So far, Nehemiah has been about rebuilding the wall of Jerusalem. The book begins with the report to Nehemiah, “The wall of Jerusalem is broken down and its gates are destroyed by fire” (Nehemiah 1:3). Nehemiah is cupbearer to the king, believes he can do something about it, and does. Six chapters later, “the wall was finished on the twenty-fifth day of the month Elul, in fifty-two days” (Nehemiah 6:15). End of story? Hardly. Nehemiah has 13 chapters; we are only half-way there. The wall only got us to the heart of the story, the heart of Nehemiah, which is God and his people.
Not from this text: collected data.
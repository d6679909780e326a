//! Immutable X.509 certificate value.

use std::fmt;
use std::net::IpAddr;

use chrono::{DateTime, Utc};
use serde::{Deserialize, Serialize};
use tracing::debug;
use x509_parser::prelude::*;

use crate::builder::CertificateBuilder;
use crate::error::{Error, Result};

/// Certificate serial number as unsigned big-endian bytes.
#[derive(Debug, Clone, PartialEq, Eq, Hash, PartialOrd, Ord)]
pub struct SerialNumber(Vec<u8>);

impl SerialNumber {
    /// Creates a serial number from big-endian bytes. Leading zero bytes are
    /// dropped so equal values compare equal.
    #[must_use]
    pub fn from_be_bytes(bytes: &[u8]) -> Self {
        let start = bytes.iter().position(|b| *b != 0).unwrap_or(bytes.len());
        Self(bytes[start..].to_vec())
    }

    /// Returns the big-endian bytes.
    #[must_use]
    pub fn as_bytes(&self) -> &[u8] {
        &self.0
    }
}

impl From<u64> for SerialNumber {
    fn from(value: u64) -> Self {
        Self::from_be_bytes(&value.to_be_bytes())
    }
}

impl fmt::Display for SerialNumber {
    fn fmt(&self, f: &mut fmt::Formatter<'_>) -> fmt::Result {
        if self.0.is_empty() {
            return f.write_str("0");
        }
        for byte in &self.0 {
            write!(f, "{byte:02x}")?;
        }
        Ok(())
    }
}

/// Subject Alternative Name types.
#[derive(Debug, Clone, PartialEq, Eq, Hash, Serialize, Deserialize)]
pub enum SubjectAltName {
    /// DNS name.
    Dns(String),
    /// IP address.
    Ip(IpAddr),
}

impl fmt::Display for SubjectAltName {
    fn fmt(&self, f: &mut fmt::Formatter<'_>) -> fmt::Result {
        match self {
            Self::Dns(dns) => write!(f, "DNS:{dns}"),
            Self::Ip(ip) => write!(f, "IP:{ip}"),
        }
    }
}

/// A parsed, immutable X.509 certificate.
///
/// The value is always backed by its DER encoding; every other field is
/// derived from those bytes, so two certificates compare equal exactly when
/// their encodings do.
#[derive(Debug, Clone, PartialEq, Eq, Hash)]
pub struct Certificate {
    der: Vec<u8>,
    serial_number: SerialNumber,
    subject: String,
    issuer: String,
    common_name: Option<String>,
    not_before: DateTime<Utc>,
    not_after: DateTime<Utc>,
    is_ca: bool,
    public_key: Vec<u8>,
    signature: Vec<u8>,
    san: Vec<SubjectAltName>,
}

impl Certificate {
    /// Starts building a self-signed certificate.
    #[must_use]
    pub fn builder() -> CertificateBuilder {
        CertificateBuilder::new()
    }

    /// Parses a certificate from DER-encoded bytes.
    ///
    /// # Errors
    ///
    /// Returns [`Error::Encoding`] if the bytes are not exactly one
    /// well-formed X.509 certificate.
    pub fn from_der(der: &[u8]) -> Result<Self> {
        let (rest, cert) = X509Certificate::from_der(der)
            .map_err(|e| Error::Encoding(format!("failed to parse certificate: {e}")))?;
        if !rest.is_empty() {
            return Err(Error::Encoding(format!(
                "{} trailing bytes after certificate",
                rest.len()
            )));
        }

        let not_before = DateTime::from_timestamp(cert.validity().not_before.timestamp(), 0)
            .ok_or_else(|| Error::Encoding("invalid not_before timestamp".into()))?;
        let not_after = DateTime::from_timestamp(cert.validity().not_after.timestamp(), 0)
            .ok_or_else(|| Error::Encoding("invalid not_after timestamp".into()))?;

        let is_ca = cert
            .basic_constraints()
            .map_err(|e| Error::Encoding(format!("invalid basic constraints: {e}")))?
            .is_some_and(|ext| ext.value.ca);

        let parsed = Self {
            der: der.to_vec(),
            serial_number: SerialNumber::from_be_bytes(&cert.tbs_certificate.serial.to_bytes_be()),
            subject: cert.subject().to_string(),
            issuer: cert.issuer().to_string(),
            common_name: extract_common_name(cert.subject()),
            not_before,
            not_after,
            is_ca,
            public_key: cert.public_key().raw.to_vec(),
            signature: cert.signature_value.data.to_vec(),
            san: extract_san(&cert)?,
        };

        debug!(serial = %parsed.serial_number, subject = %parsed.subject, "parsed certificate");

        Ok(parsed)
    }

    /// Returns the DER-encoded certificate bytes.
    #[must_use]
    pub fn der(&self) -> &[u8] {
        &self.der
    }

    /// Returns the serial number.
    #[must_use]
    pub const fn serial_number(&self) -> &SerialNumber {
        &self.serial_number
    }

    /// Returns the subject distinguished name, e.g. `CN=scm, OU=scm-1, O=cluster-1`.
    #[must_use]
    pub fn subject(&self) -> &str {
        &self.subject
    }

    /// Returns the issuer distinguished name.
    #[must_use]
    pub fn issuer(&self) -> &str {
        &self.issuer
    }

    /// Returns the subject common name, if the subject carries a UTF-8 CN.
    #[must_use]
    pub fn common_name(&self) -> Option<&str> {
        self.common_name.as_deref()
    }

    /// Returns the certificate validity start time.
    #[must_use]
    pub const fn not_before(&self) -> DateTime<Utc> {
        self.not_before
    }

    /// Returns the certificate validity end time.
    #[must_use]
    pub const fn not_after(&self) -> DateTime<Utc> {
        self.not_after
    }

    /// Returns true if basic constraints mark this certificate as a CA.
    #[must_use]
    pub const fn is_ca(&self) -> bool {
        self.is_ca
    }

    /// Returns the DER-encoded `SubjectPublicKeyInfo`.
    #[must_use]
    pub fn public_key(&self) -> &[u8] {
        &self.public_key
    }

    /// Returns the signature bits.
    #[must_use]
    pub fn signature(&self) -> &[u8] {
        &self.signature
    }

    /// Returns the subject alternative names.
    #[must_use]
    pub fn san(&self) -> &[SubjectAltName] {
        &self.san
    }

    /// Returns true if issuer and subject are the same name.
    #[must_use]
    pub fn is_self_issued(&self) -> bool {
        self.subject == self.issuer
    }

    /// Returns true if `at` falls inside the validity window.
    #[must_use]
    pub fn is_valid_at(&self, at: DateTime<Utc>) -> bool {
        self.not_before <= at && at <= self.not_after
    }

    /// Verifies that the certificate is signed by its own public key.
    ///
    /// # Errors
    ///
    /// Returns [`Error::Encoding`] if the certificate is not self-issued or
    /// the signature does not verify.
    pub fn verify_self_signed(&self) -> Result<()> {
        if !self.is_self_issued() {
            return Err(Error::Encoding(format!(
                "certificate '{}' is not self-issued (issuer '{}')",
                self.subject, self.issuer
            )));
        }

        let (_, parsed) = X509Certificate::from_der(&self.der)
            .map_err(|e| Error::Encoding(format!("failed to parse certificate: {e}")))?;

        parsed
            .verify_signature(Some(parsed.public_key()))
            .map_err(|e| {
                Error::Encoding(format!(
                    "signature verification failed for '{}': {e:?}",
                    self.subject
                ))
            })
    }
}

/// Extracts the first common name from an X.509 name.
fn extract_common_name(name: &X509Name) -> Option<String> {
    name.iter_common_name()
        .next()
        .and_then(|cn| cn.as_str().ok())
        .map(String::from)
}

/// Extracts DNS and IP SANs from a certificate.
fn extract_san(cert: &X509Certificate) -> Result<Vec<SubjectAltName>> {
    let mut sans = Vec::new();

    let extension = cert
        .subject_alternative_name()
        .map_err(|e| Error::Encoding(format!("invalid subject alternative name: {e}")))?;
    if let Some(san_ext) = extension {
        for name in &san_ext.value.general_names {
            match name {
                GeneralName::DNSName(dns) => {
                    sans.push(SubjectAltName::Dns((*dns).to_string()));
                }
                GeneralName::IPAddress(ip_bytes) => {
                    if let Some(ip) = parse_ip_bytes(ip_bytes) {
                        sans.push(SubjectAltName::Ip(ip));
                    }
                }
                _ => {}
            }
        }
    }

    Ok(sans)
}

/// Parses IP address bytes into an `IpAddr`.
fn parse_ip_bytes(bytes: &[u8]) -> Option<IpAddr> {
    match bytes.len() {
        4 => {
            let octets: [u8; 4] = bytes.try_into().ok()?;
            Some(IpAddr::from(octets))
        }
        16 => {
            let octets: [u8; 16] = bytes.try_into().ok()?;
            Some(IpAddr::from(octets))
        }
        _ => None,
    }
}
Chapter 7 begins, “Now when the wall had been built” (Nehemiah 7:1), and the rest of the chapter, the rest of the story, is about a people and their God, because Nehemiah is about God and people, not walls. Walls are monuments of pride built by people who love their own name. Nehemiah wasn’t building a wall, but a city of 42,360 people who love the name of their God. After the wall was built is when the story really begins, “and when the seventh month had come, the people of Israel were in their towns” (Nehemiah 7:73). Israel had returned home.
Heavenly Father, deep in my heart I know I belong to You. I can sense eternity, that there is more to this life, and that I am more than flesh and blood. You have told me that I am specially made, and I don’t doubt that, because I know my Maker, and You are good. This world is not all there is, and someday all things will be renewed and there will be a new heavens and a new earth, and someday I’m going home. I look forward to that Day.
I live my life today with eternity in mind. I pray my life will be a reflection of that eternity, of You, that I might show You to others. I suffer the pains of this world knowing they are short compared to forever, and that they will end. I walk confident in the sure hope of Your sovereignty, that You are King of kings, that You are my King and my God and my Father forever.